The difference between comfort in a kids room and a comfortable living room for the family can be summed up in one word: activity. A child's room is one of both activity and rest. The best way to make a room comfortable for activity as well as rest is to take an age-related approach to furnishing and decorating:

·   Very young children prefer to play on the floor. Leaving a designated space open and uncluttered, with easy access to their toys, will make them feel comfortable playing in their room.
·   When the child is a little older, they may prefer working at a child-height play table.
·   After they start school, the play space can be converted into a study area.

Once you've covered the necessities, the fun part of decorating a kids room can begin. To create a theme for the room and make it appear larger, take your child to your local wallpaper supplier and choose from the hundreds of new wallpaper designs that are available. Choose a pattern or design that has 3 dimensional depth or a wallpaper that tells a story. Just a few of the possibilities include underwater scenes, world maps, favourite cartoon and storybook characters, and dinosaurs. 

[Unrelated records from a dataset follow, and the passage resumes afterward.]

/// Point-in-time view of one worker for the control API
#[derive(Debug, Clone, Serialize)]
pub struct WorkerSnapshot {
    pub name: String,
    pub kind: String,
    pub url: String,
    pub state: WorkerState,
    pub ready: bool,
    pub models: Vec<String>,
    #[serde(skip_serializing_if = "Option::is_none")]
    pub uptime_secs: Option<u64>,
    pub requests: u64,
    pub cold_starts: u64,
    #[serde(skip_serializing_if = "Option::is_none")]
    pub instance_id: Option<String>,
    #[serde(skip_serializing_if = "Option::is_none")]
    pub region: Option<String>,
    #[serde(skip_serializing_if = "Option::is_none")]
    pub zone: Option<String>,
}

pub struct LifecycleEngine {
    workers: HashMap<String, Arc<WorkerHandle>>,
    local_name: Option<String>,
    cloud_name: Option<String>,
    mesh_name: Option<String>,
    http: reqwest::Client,
    config: EngineConfig,
    events: broadcast::Sender<EngineEvent>,
}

Furniture retailers sell almost as large a variety of furniture for kids rooms as they do for adults. As the largest piece of furniture in the room, the bed is particularly important. For a smaller room, a simple frame is probably best. If your child has outgrown his or her bed and you need to find space for a desk, check out some of the raised beds that are available. Like bunkbeds without the bottom bunk, they are at the perfect height for slipping a desk underneath and creating a kid's pocket office. Coordinate the colours and patterns of the bed coverings and curtains to give a sense of continuity to the room. 

Above all, when decorating a kids room, have fun. It's the perfect opportunity for you to spend time with your child and let your "inner child" out as well. Between your parental practicality and your child's imagination, you can turn their bedroom into a magical wonderland you will both love.